Directed mutagenesis of Mycobacterium smegmatis 16S rRNA to reconstruct the in vivo evolution of aminoglycoside resistance in Mycobacterium tuberculosis.

Drug resistance in Mycobacterium tuberculosis is a global problem, with major consequences for treatment and public health systems. As the emergence and spread of drug-resistant tuberculosis epidemics is largely influenced by the impact of the resistance mechanism on bacterial fitness, we wished to investigate whether compensatory evolution occurs in drug-resistant clinical isolates of M. tuberculosis.
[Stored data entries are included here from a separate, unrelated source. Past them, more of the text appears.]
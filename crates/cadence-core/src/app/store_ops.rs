//! Store access discipline shared by the lifecycle managers:
//! - create-only for anything that must not silently duplicate
//! - deletes always tolerate a missing node
//! - a missing root lists as empty

use std::sync::Arc;

use tracing::debug;

use crate::domain::StoredValue;
use crate::error::Result;
use crate::ports::{CoordinationStore, Parents, StoreError};

use super::listing::{MarkerOutcome, RemovalOutcome};

#[derive(Clone)]
pub(crate) struct StoreOps {
    store: Arc<dyn CoordinationStore>,
}

impl StoreOps {
    pub(crate) fn new(store: Arc<dyn CoordinationStore>) -> Self {
        Self { store }
    }

    pub(crate) fn store(&self) -> &dyn CoordinationStore {
        self.store.as_ref()
    }

    /// Create an empty marker node; an existing node counts as success.
    pub(crate) async fn create_marker(&self, path: &str) -> Result<MarkerOutcome> {
        match self.store.create(path, &[], Parents::Create).await {
            Ok(()) => Ok(MarkerOutcome::Created),
            Err(StoreError::NodeExists(_)) => {
                debug!(path, "marker already present");
                Ok(MarkerOutcome::AlreadyPresent)
            }
            Err(err) => Err(err.into()),
        }
    }

    pub(crate) async fn remove(&self, path: &str) -> Result<RemovalOutcome> {
        match self.store.delete(path).await {
            Ok(()) => Ok(RemovalOutcome::Removed),
            Err(StoreError::NoNode(_)) => {
                debug!(path, "node already gone");
                Ok(RemovalOutcome::AlreadyAbsent)
            }
            Err(err) => Err(err.into()),
        }
    }

    pub(crate) async fn children(&self, root: &str) -> Result<Vec<String>> {
        match self.store.get_children(root).await {
            Ok(children) => Ok(children),
            Err(StoreError::NoNode(_)) => Ok(Vec::new()),
            Err(err) => Err(err.into()),
        }
    }

    pub(crate) async fn num_children(&self, root: &str) -> Result<usize> {
        Ok(self.children(root).await?.len())
    }

    pub(crate) async fn read<T: StoredValue>(&self, path: &str) -> Result<Option<T>> {
        match self.store.get_data(path).await {
            Ok(bytes) => T::from_bytes(&bytes).map(Some),
            Err(StoreError::NoNode(_)) => Ok(None),
            Err(err) => Err(err.into()),
        }
    }
}
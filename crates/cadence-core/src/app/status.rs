//! Status - ホスト・クラスタ状態のスナップショット
//!
//! 協調ストアから読むのはキューの深さだけ。リーダー判定、ドライバ状態、
//! オファー時刻、マスターアドレスは ports 経由で外部から受け取ります。

use std::sync::Arc;

use chrono::{DateTime, Utc};
use serde::{Deserialize, Serialize};
use tracing::instrument;

use crate::error::Result;
use crate::observability::QueueDepths;
use crate::ports::{Clock, ClusterView, DriverStatus, HostInfo};

use super::request_manager::RequestManager;
use super::task_manager::TaskManager;

const UNKNOWN: &str = "Unknown";

/// Read-only view of one scheduler replica.
#[derive(Debug, Clone, PartialEq, Eq, Serialize, Deserialize)]
#[serde(rename_all = "camelCase")]
pub struct HostState {
    pub master: bool,
    pub driver_status: DriverStatus,
    pub uptime_millis: i64,
    /// `None` until the first offer arrives.
    pub millis_since_last_offer: Option<i64>,
    pub host_address: String,
    pub hostname: String,
    pub master_address: Option<String>,
    pub queue_depths: QueueDepths,
}

pub struct StateGenerator {
    requests: RequestManager,
    tasks: TaskManager,
    cluster: Arc<dyn ClusterView>,
    host: Arc<dyn HostInfo>,
    clock: Arc<dyn Clock>,
    started_at: DateTime<Utc>,
}

impl StateGenerator {
    /// Uptime is measured from the moment the generator is created.
    pub fn new(
        requests: RequestManager,
        tasks: TaskManager,
        cluster: Arc<dyn ClusterView>,
        host: Arc<dyn HostInfo>,
        clock: Arc<dyn Clock>,
    ) -> Self {
        let started_at = clock.now();
        Self {
            requests,
            tasks,
            cluster,
            host,
            clock,
            started_at,
        }
    }

    pub async fn queue_depths(&self) -> Result<QueueDepths> {
        Ok(QueueDepths {
            active_requests: self.requests.num_requests().await?,
            pending_requests: self.requests.pending_queue_size().await?,
            cleanup_requests: self.requests.cleanup_queue_size().await?,
            active_tasks: self.tasks.num_active_tasks().await?,
            scheduled_tasks: self.tasks.num_pending_tasks().await?,
        })
    }

    #[instrument(skip(self))]
    pub async fn state(&self) -> Result<HostState> {
        let now = self.clock.now();
        let queue_depths = self.queue_depths().await?;

        Ok(HostState {
            master: self.cluster.is_leader(),
            driver_status: self.cluster.driver_status(),
            uptime_millis: (now - self.started_at).num_milliseconds(),
            millis_since_last_offer: self
                .cluster
                .last_offer_at()
                .map(|at| (now - at).num_milliseconds()),
            host_address: self.host.host_address().unwrap_or_else(|| UNKNOWN.to_string()),
            hostname: self.host.hostname().unwrap_or_else(|| UNKNOWN.to_string()),
            master_address: self.cluster.master_address(),
            queue_depths,
        })
    }
}

#[cfg(test)]
mod tests {
    use super::*;
    use crate::config::StoreLayout;
    use crate::domain::{PendingReason, PendingRequestId, PendingTaskId};
    use crate::error::CadenceError;
    use crate::impls::InMemoryCoordinationStore;
    use crate::ports::FixedClock;
    use chrono::{Duration, TimeZone};

    struct StaticCluster {
        last_offer_at: Option<DateTime<Utc>>,
    }

    impl ClusterView for StaticCluster {
        fn is_leader(&self) -> bool {
            true
        }

        fn driver_status(&self) -> DriverStatus {
            DriverStatus::Running
        }

        fn last_offer_at(&self) -> Option<DateTime<Utc>> {
            self.last_offer_at
        }

        fn master_address(&self) -> Option<String> {
            Some("10.0.0.1:5050".into())
        }
    }

    struct Nameless;

    impl HostInfo for Nameless {
        fn hostname(&self) -> Option<String> {
            None
        }

        fn host_address(&self) -> Option<String> {
            None
        }
    }

    fn start() -> DateTime<Utc> {
        Utc.with_ymd_and_hms(2024, 1, 1, 0, 0, 0).unwrap()
    }

    fn generator(
        store: Arc<InMemoryCoordinationStore>,
        clock: Arc<FixedClock>,
        last_offer_at: Option<DateTime<Utc>>,
    ) -> (StateGenerator, RequestManager, TaskManager) {
        let layout = StoreLayout::default();
        let requests = RequestManager::new(store.clone(), &layout);
        let tasks = TaskManager::new(store, &layout);
        let generator = StateGenerator::new(
            requests.clone(),
            tasks.clone(),
            Arc::new(StaticCluster { last_offer_at }),
            Arc::new(Nameless),
            clock,
        );
        (generator, requests, tasks)
    }

    #[tokio::test]
    async fn snapshot_combines_collaborators_and_depths() {
        let store = Arc::new(InMemoryCoordinationStore::new());
        let clock = Arc::new(FixedClock::new(start()));
        let (generator, requests, tasks) =
            generator(store, clock.clone(), Some(start() + Duration::seconds(30)));

        requests
            .enqueue_pending_run(&PendingRequestId::new("web", PendingReason::Manual, 1))
            .await
            .unwrap();
        requests.mark_for_cleanup("old").await.unwrap();
        tasks
            .schedule(&[PendingTaskId::new("web", 10, 1), PendingTaskId::new("web", 10, 2)])
            .await;

        clock.advance(Duration::minutes(1));
        let state = generator.state().await.unwrap();

        assert!(state.master);
        assert_eq!(state.driver_status, DriverStatus::Running);
        assert_eq!(state.uptime_millis, 60_000);
        assert_eq!(state.millis_since_last_offer, Some(30_000));
        assert_eq!(state.host_address, "Unknown");
        assert_eq!(state.hostname, "Unknown");
        assert_eq!(state.master_address.as_deref(), Some("10.0.0.1:5050"));
        assert_eq!(
            state.queue_depths,
            QueueDepths {
                active_requests: 0,
                pending_requests: 1,
                cleanup_requests: 1,
                active_tasks: 0,
                scheduled_tasks: 2,
            }
        );
    }

    #[tokio::test]
    async fn no_offer_yet_is_absent() {
        let store = Arc::new(InMemoryCoordinationStore::new());
        let clock = Arc::new(FixedClock::new(start()));
        let (generator, _, _) = generator(store, clock, None);

        let state = generator.state().await.unwrap();
        assert_eq!(state.uptime_millis, 0);
        assert!(state.millis_since_last_offer.is_none());
        assert_eq!(state.queue_depths, QueueDepths::default());
    }

    #[tokio::test]
    async fn store_outage_fails_the_snapshot() {
        let store = Arc::new(InMemoryCoordinationStore::new());
        let clock = Arc::new(FixedClock::new(start()));
        let (generator, _, _) = generator(store.clone(), clock, None);
        store.set_available(false);

        assert!(matches!(
            generator.state().await,
            Err(CadenceError::StoreUnavailable(_))
        ));
    }

    #[test]
    fn serializes_in_camel_case() {
        let state = HostState {
            master: false,
            driver_status: DriverStatus::NotStarted,
            uptime_millis: 5,
            millis_since_last_offer: None,
            host_address: "127.0.0.1".into(),
            hostname: "box".into(),
            master_address: None,
            queue_depths: QueueDepths::default(),
        };
        let json = serde_json::to_value(&state).unwrap();
        assert_eq!(json["driverStatus"], "NOT_STARTED");
        assert_eq!(json["queueDepths"]["scheduledTasks"], 0);
        assert_eq!(json["uptimeMillis"], 5);
    }
}
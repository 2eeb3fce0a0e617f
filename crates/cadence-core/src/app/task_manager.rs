//! Task lifecycle: pending scheduling markers and active tasks.
//!
//! ```text
//! {pending_tasks_root}/{pendingTaskId}   empty marker
//! {active_tasks_root}/{taskId}           serialized Task
//! ```
//!
//! `launch` removes the pending marker before creating the active node. The
//! store has no multi-key transaction, so a crash between the two steps leaves
//! the task in neither subtree; reconciliation reschedules such tasks from
//! their request definition.

use std::sync::Arc;

use tracing::{debug, info, instrument, warn};

use crate::config::StoreLayout;
use crate::domain::{PendingTaskId, StoredValue, Task, TaskId};
use crate::error::{CadenceError, Result};
use crate::ports::{CoordinationStore, Parents, StoreError, child_path};

use super::listing::{Listing, MarkerOutcome, RemovalOutcome};
use super::store_ops::StoreOps;

/// Per-id outcome of [`TaskManager::schedule`].
#[derive(Debug, Default)]
pub struct ScheduleReport {
    pub created: Vec<PendingTaskId>,
    pub already_pending: Vec<PendingTaskId>,
    pub failed: Vec<(PendingTaskId, CadenceError)>,
}

impl ScheduleReport {
    pub fn is_success(&self) -> bool {
        self.failed.is_empty()
    }

    /// Ids that now have a marker, whether this call created it or not.
    pub fn scheduled(&self) -> impl Iterator<Item = &PendingTaskId> {
        self.created.iter().chain(self.already_pending.iter())
    }
}

#[derive(Clone)]
pub struct TaskManager {
    ops: StoreOps,
    active_root: String,
    pending_root: String,
}

impl TaskManager {
    pub fn new(store: Arc<dyn CoordinationStore>, layout: &StoreLayout) -> Self {
        Self {
            ops: StoreOps::new(store),
            active_root: layout.active_tasks_root.clone(),
            pending_root: layout.pending_tasks_root.clone(),
        }
    }

    fn pending_path(&self, task_id: &PendingTaskId) -> String {
        child_path(&self.pending_root, &task_id.to_string())
    }

    fn active_path(&self, task_id: &TaskId) -> String {
        child_path(&self.active_root, &task_id.to_string())
    }

    /// Create a pending marker for every id. One failing id does not stop
    /// the rest.
    #[instrument(skip_all, fields(count = task_ids.len()))]
    pub async fn schedule(&self, task_ids: &[PendingTaskId]) -> ScheduleReport {
        let mut report = ScheduleReport::default();
        for task_id in task_ids {
            match self.ops.create_marker(&self.pending_path(task_id)).await {
                Ok(MarkerOutcome::Created) => report.created.push(task_id.clone()),
                Ok(MarkerOutcome::AlreadyPresent) => report.already_pending.push(task_id.clone()),
                Err(err) => {
                    warn!(task_id = %task_id, error = %err, "failed to schedule task");
                    report.failed.push((task_id.clone(), err));
                }
            }
        }
        debug!(
            created = report.created.len(),
            already_pending = report.already_pending.len(),
            failed = report.failed.len(),
            "scheduled tasks"
        );
        report
    }

    pub async fn pending_task_ids(&self) -> Result<Listing<PendingTaskId>> {
        let names = self.ops.children(&self.pending_root).await?;
        Ok(Listing::decode(&self.pending_root, names))
    }

    /// Pending ids of one request, in dispatch order.
    pub async fn pending_for_request(&self, request_id: &str) -> Result<Vec<PendingTaskId>> {
        let listing = self.pending_task_ids().await?;
        let mut ids = PendingTaskId::filter(&listing.entries, request_id);
        ids.sort();
        Ok(ids)
    }

    pub async fn active_task_ids(&self) -> Result<Listing<TaskId>> {
        let names = self.ops.children(&self.active_root).await?;
        Ok(Listing::decode(&self.active_root, names))
    }

    pub async fn num_pending_tasks(&self) -> Result<usize> {
        self.ops.num_children(&self.pending_root).await
    }

    pub async fn num_active_tasks(&self) -> Result<usize> {
        self.ops.num_children(&self.active_root).await
    }

    pub async fn active_task(&self, task_id: &TaskId) -> Result<Option<Task>> {
        self.ops.read(&self.active_path(task_id)).await
    }

    /// All active tasks. Tasks torn down between the listing and the read
    /// are left out.
    pub async fn active_tasks(&self) -> Result<Vec<Task>> {
        let listing = self.active_task_ids().await?;
        let mut tasks = Vec::with_capacity(listing.len());
        for task_id in &listing.entries {
            match self.active_task(task_id).await? {
                Some(task) => tasks.push(task),
                None => info!(task_id = %task_id, "active task vanished before it could be read"),
            }
        }
        Ok(tasks)
    }

    /// Promote a pending task to active.
    ///
    /// A missing pending marker is tolerated. An existing active node means
    /// the task was already launched and fails with `Conflict`.
    #[instrument(skip(self, task), fields(task_id = %task.task_id()))]
    pub async fn launch(&self, task: &Task) -> Result<()> {
        let pending = task.task_request().pending_task_id();
        if self.ops.remove(&self.pending_path(pending)).await? == RemovalOutcome::AlreadyAbsent {
            debug!(pending = %pending, "launching task without a pending marker");
        }

        let bytes = task.to_bytes()?;
        match self
            .ops
            .store()
            .create(&self.active_path(task.task_id()), &bytes, Parents::Create)
            .await
        {
            Ok(()) => {
                info!("task launched");
                Ok(())
            }
            Err(StoreError::NodeExists(_)) => Err(CadenceError::Conflict(format!(
                "task {} is already active",
                task.task_id()
            ))),
            Err(err) => Err(err.into()),
        }
    }

    #[instrument(skip(self), fields(task_id = %task_id))]
    pub async fn teardown(&self, task_id: &TaskId) -> Result<RemovalOutcome> {
        let outcome = self.ops.remove(&self.active_path(task_id)).await?;
        if outcome == RemovalOutcome::Removed {
            info!("task torn down");
        }
        Ok(outcome)
    }
}
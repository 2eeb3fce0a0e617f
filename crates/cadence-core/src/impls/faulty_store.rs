//! Test double: an in-memory store that fails selected operations.
//!
//! Each fault matches on a path substring.
//! - `fail_create` / `fail_delete`: the operation returns `Unavailable`
//! - `vanish_on_read`: the node still lists, but `get_data` reports `NoNode`

use async_trait::async_trait;

use crate::ports::{CoordinationStore, Parents, StoreError};

use super::InMemoryCoordinationStore;

#[derive(Default)]
pub(crate) struct FaultyStore {
    inner: InMemoryCoordinationStore,
    fail_create: Vec<&'static str>,
    fail_delete: Vec<&'static str>,
    vanish_on_read: Vec<&'static str>,
}

impl FaultyStore {
    pub(crate) fn new() -> Self {
        Self::default()
    }

    pub(crate) fn fail_create(mut self, pattern: &'static str) -> Self {
        self.fail_create.push(pattern);
        self
    }

    pub(crate) fn fail_delete(mut self, pattern: &'static str) -> Self {
        self.fail_delete.push(pattern);
        self
    }

    pub(crate) fn vanish_on_read(mut self, pattern: &'static str) -> Self {
        self.vanish_on_read.push(pattern);
        self
    }

    /// The underlying store, without faults.
    pub(crate) fn inner(&self) -> &InMemoryCoordinationStore {
        &self.inner
    }
}

fn matches(patterns: &[&str], path: &str) -> bool {
    patterns.iter().any(|pattern| path.contains(pattern))
}

#[async_trait]
impl CoordinationStore for FaultyStore {
    async fn create(&self, path: &str, data: &[u8], parents: Parents) -> Result<(), StoreError> {
        if matches(&self.fail_create, path) {
            return Err(StoreError::Unavailable(format!("create {path} refused")));
        }
        self.inner.create(path, data, parents).await
    }

    async fn set_data(&self, path: &str, data: &[u8]) -> Result<(), StoreError> {
        self.inner.set_data(path, data).await
    }

    async fn delete(&self, path: &str) -> Result<(), StoreError> {
        if matches(&self.fail_delete, path) {
            return Err(StoreError::Unavailable(format!("delete {path} refused")));
        }
        self.inner.delete(path).await
    }

    async fn get_data(&self, path: &str) -> Result<Vec<u8>, StoreError> {
        if matches(&self.vanish_on_read, path) {
            return Err(StoreError::NoNode(path.to_string()));
        }
        self.inner.get_data(path).await
    }

    async fn get_children(&self, path: &str) -> Result<Vec<String>, StoreError> {
        self.inner.get_children(path).await
    }

    async fn exists(&self, path: &str) -> Result<bool, StoreError> {
        self.inner.exists(path).await
    }
}
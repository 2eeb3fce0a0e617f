//! Request validation and schedule normalization.
//!
//! Users may submit a classic 5-field unix cron (`min hour dom month dow`).
//! The scheduler evaluates the stricter 6/7-field grammar
//! (`sec min hour dom month dow [year]`), which also forbids giving both
//! day-of-month and day-of-week: one of them must be `?`.

use std::str::FromStr;

use crate::error::ValidationError;

use super::request::{RequestDefinition, RequestSubmission};

pub type ValidationResult<T> = Result<T, ValidationError>;

fn check(expression: bool, message: &str) -> ValidationResult<()> {
    if expression {
        Ok(())
    } else {
        Err(ValidationError::new(message))
    }
}

/// Validate a submission and produce its canonical definition.
///
/// Checks run in a fixed order and the first failure is returned.
pub fn validate(submission: RequestSubmission) -> ValidationResult<RequestDefinition> {
    let RequestSubmission {
        id,
        name,
        command,
        executor,
        executor_data,
        resources,
        schedule,
        instances,
        daemon,
        rack_sensitive,
        env,
        uris,
        metadata,
        version,
        timestamp,
    } = submission;

    let id = id.ok_or_else(|| ValidationError::new("Id must not be null"))?;
    check(
        !id.is_empty() && !id.contains('/'),
        "Id must be a single path segment",
    )?;

    check(
        instances.is_none_or(|n| n > 0),
        "Instances must be greater than 0",
    )?;
    let instance_count = instances
        .map(u32::try_from)
        .transpose()
        .map_err(|_| ValidationError::new(format!("Instances must be at most {}", u32::MAX)))?;

    let single_instance = instances.is_none_or(|n| n == 1);
    check(
        schedule.is_none() || (single_instance && !daemon.unwrap_or(false)),
        "Scheduled requests can not be ran on more than one instance, and must not be daemons",
    )?;
    check(
        daemon.unwrap_or(true) || single_instance,
        "Non-daemons can not be ran on more than one instance",
    )?;

    let schedule = schedule.as_deref().map(normalize_schedule).transpose()?;
    check(
        schedule.as_deref().is_none_or(is_valid_cron),
        "Cron schedule was not parseable",
    )?;

    check(
        (command.is_some() && executor_data.is_none())
            || (executor_data.is_some() && executor.is_some() && command.is_none()),
        "If not using custom executor, specify a command. If using custom executor, specify executorData OR command.",
    )?;

    let wants_ports = resources.as_ref().is_some_and(|r| r.num_ports > 0);
    check(
        !wants_ports
            || executor.is_none()
            || executor_data.as_ref().is_some_and(serde_json::Value::is_object),
        "Requiring ports requires a custom executor with a json executor data payload OR not using a custom executor",
    )?;

    let instances = instance_count.unwrap_or(1);

    Ok(RequestDefinition {
        id,
        name,
        command,
        executor,
        executor_data,
        resources,
        schedule,
        instances,
        daemon,
        rack_sensitive,
        env,
        uris,
        metadata,
        version,
        timestamp,
    })
}

/// Rewrite a 5-, 6- or 7-field cron into the strict form.
///
/// - no seconds field → `0` is prepended
/// - day-of-week `*` → `?`
/// - otherwise day-of-month → `?`
/// - a trailing year passes through
pub fn normalize_schedule(schedule: &str) -> ValidationResult<String> {
    let invalid = || ValidationError::new(format!("Schedule {schedule} is invalid"));

    let tokens: Vec<&str> = schedule.split_whitespace().collect();
    // 4 tokens pass the minimum check but cannot supply a day-of-week
    if tokens.len() < 5 || tokens.len() > 7 {
        return Err(invalid());
    }

    let (seconds, base, year) = if tokens.len() >= 6 {
        (tokens[0], &tokens[1..6], tokens.get(6).copied())
    } else {
        ("0", &tokens[..5], None)
    };

    let (minute, hour, month) = (base[0], base[1], base[3]);
    let mut day_of_month = base[2];
    let mut day_of_week = base[4];

    if day_of_week == "*" {
        day_of_week = "?";
    } else if day_of_week != "?" {
        day_of_month = "?";
    }

    let mut normalized = vec![seconds, minute, hour, day_of_month, month, day_of_week];
    normalized.extend(year);
    Ok(normalized.join(" "))
}

const DAY_OF_MONTH: usize = 3;
const DAY_OF_WEEK: usize = 5;
const WEEKDAY_NAMES: [&str; 7] = ["SUN", "MON", "TUE", "WED", "THU", "FRI", "SAT"];

/// Check a normalized expression against the strict grammar.
///
/// The `cron` crate covers everything except the Quartz day specifiers
/// (`L`, `L-n`, `nW`, `LW` for day-of-month; `L`, `nL`, `n#k` for
/// day-of-week). Those are checked here and replaced by a plain day before
/// the rest of the expression goes to the parser.
fn is_valid_cron(expression: &str) -> bool {
    let mut fields: Vec<&str> = expression.split_whitespace().collect();
    if fields.len() < 6 {
        return false;
    }
    if is_quartz_day_of_month(fields[DAY_OF_MONTH]) {
        fields[DAY_OF_MONTH] = "1";
    }
    if is_quartz_day_of_week(fields[DAY_OF_WEEK]) {
        fields[DAY_OF_WEEK] = "1";
    }
    cron::Schedule::from_str(&fields.join(" ")).is_ok()
}

fn in_range(raw: &str, low: u32, high: u32) -> bool {
    raw.parse::<u32>().is_ok_and(|n| (low..=high).contains(&n))
}

fn is_weekday(raw: &str) -> bool {
    in_range(raw, 1, 7) || WEEKDAY_NAMES.contains(&raw.to_ascii_uppercase().as_str())
}

fn is_quartz_day_of_month(field: &str) -> bool {
    if field == "L" || field == "LW" {
        return true;
    }
    if let Some(offset) = field.strip_prefix("L-") {
        return in_range(offset, 1, 30);
    }
    field.strip_suffix('W').is_some_and(|day| in_range(day, 1, 31))
}

fn is_quartz_day_of_week(field: &str) -> bool {
    if field == "L" {
        return true;
    }
    if let Some((day, nth)) = field.split_once('#') {
        return is_weekday(day) && in_range(nth, 1, 5);
    }
    field.strip_suffix('L').is_some_and(is_weekday)
}
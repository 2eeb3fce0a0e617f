use std::collections::BTreeMap;

use serde::{Deserialize, Serialize};

use super::ids::{PendingTaskId, TaskId};
use super::request::RequestDefinition;

/// A pending task together with the request definition as it was at dispatch
/// time. Later edits to the request do not change what was launched.
#[derive(Debug, Clone, PartialEq, Serialize, Deserialize)]
#[serde(rename_all = "camelCase")]
pub struct TaskRequest {
    request: RequestDefinition,
    pending_task_id: PendingTaskId,
}

impl TaskRequest {
    pub fn new(request: RequestDefinition, pending_task_id: PendingTaskId) -> Self {
        Self {
            request,
            pending_task_id,
        }
    }

    pub fn request(&self) -> &RequestDefinition {
        &self.request
    }

    pub fn pending_task_id(&self) -> &PendingTaskId {
        &self.pending_task_id
    }
}

/// Where a task was placed by the offer-matching loop.
#[derive(Debug, Clone, Default, PartialEq, Eq, Serialize, Deserialize)]
#[serde(rename_all = "camelCase")]
pub struct Placement {
    pub host: String,
    #[serde(default, skip_serializing_if = "Option::is_none")]
    pub rack_id: Option<String>,
    #[serde(default)]
    pub ports: Vec<u32>,
    /// Cluster-manager task metadata (slave id, executor id, ...).
    #[serde(default)]
    pub metadata: BTreeMap<String, String>,
}

/// A launched task, persisted under `/tasks/{taskId}`.
#[derive(Debug, Clone, PartialEq, Serialize, Deserialize)]
#[serde(rename_all = "camelCase")]
pub struct Task {
    task_request: TaskRequest,
    task_id: TaskId,
    placement: Placement,
}

impl Task {
    /// The task id is derived from the request's pending id, so the pending
    /// marker and the active node always describe the same task.
    pub fn new(task_request: TaskRequest, started_at: u64, placement: Placement) -> Self {
        let task_id = TaskId::new(task_request.pending_task_id(), started_at);
        Self {
            task_request,
            task_id,
            placement,
        }
    }

    pub fn task_request(&self) -> &TaskRequest {
        &self.task_request
    }

    pub fn task_id(&self) -> &TaskId {
        &self.task_id
    }

    pub fn placement(&self) -> &Placement {
        &self.placement
    }
}
//! cadence-core
//!
//! Lifecycle and state-coordination core of a distributed task scheduler.
//!
//! # モジュール構成
//! - **domain**: ドメインモデル（ids, request, task, validation, codec）
//! - **ports**: 抽象化レイヤー（CoordinationStore, Clock, ClusterView, HostInfo）
//! - **app**: ライフサイクル管理（RequestManager, TaskManager, StateGenerator）
//! - **impls**: 実装（InMemoryCoordinationStore, TimeoutStore）
//! - **config**: 設定の読み込み
//! - **error**: エラー型

pub mod app;
pub mod config;
pub mod domain;
pub mod error;
pub mod impls;
pub mod observability;
pub mod ports;

pub use crate::app::{
    HostState, Listing, MarkerOutcome, PersistOutcome, RemovalOutcome, RequestManager,
    ScheduleReport, StateGenerator, TaskManager,
};
pub use crate::config::CadenceConfig;
pub use crate::error::{CadenceError, ErrorKind, Result, ValidationError};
By combining information from molecular epidemiology studies of drug-resistant clinical M. tuberculosis isolates with genetic reconstructions and measurements of aminoglycoside susceptibility and fitness in Mycobacterium smegmatis, we have reconstructed a plausible pathway for how aminoglycoside resistance develops in clinical isolates of M. tuberculosis. Thus, we show by reconstruction experiments that base changes in the highly conserved A-site of 16S rRNA that: (i) cause aminoglycoside resistance, (ii) confer a high fitness cost and (iii) destabilize a stem-loop structure, are associated with a particular compensatory point mutation that restores rRNA secondary structure and bacterial fitness, while maintaining to a large extent the drug-resistant phenotype. The same types of resistance and associated mutations can be found in M. tuberculosis in clinical isolates, suggesting that compensatory evolution contributes to the spread of drug-resistant tuberculosis disease.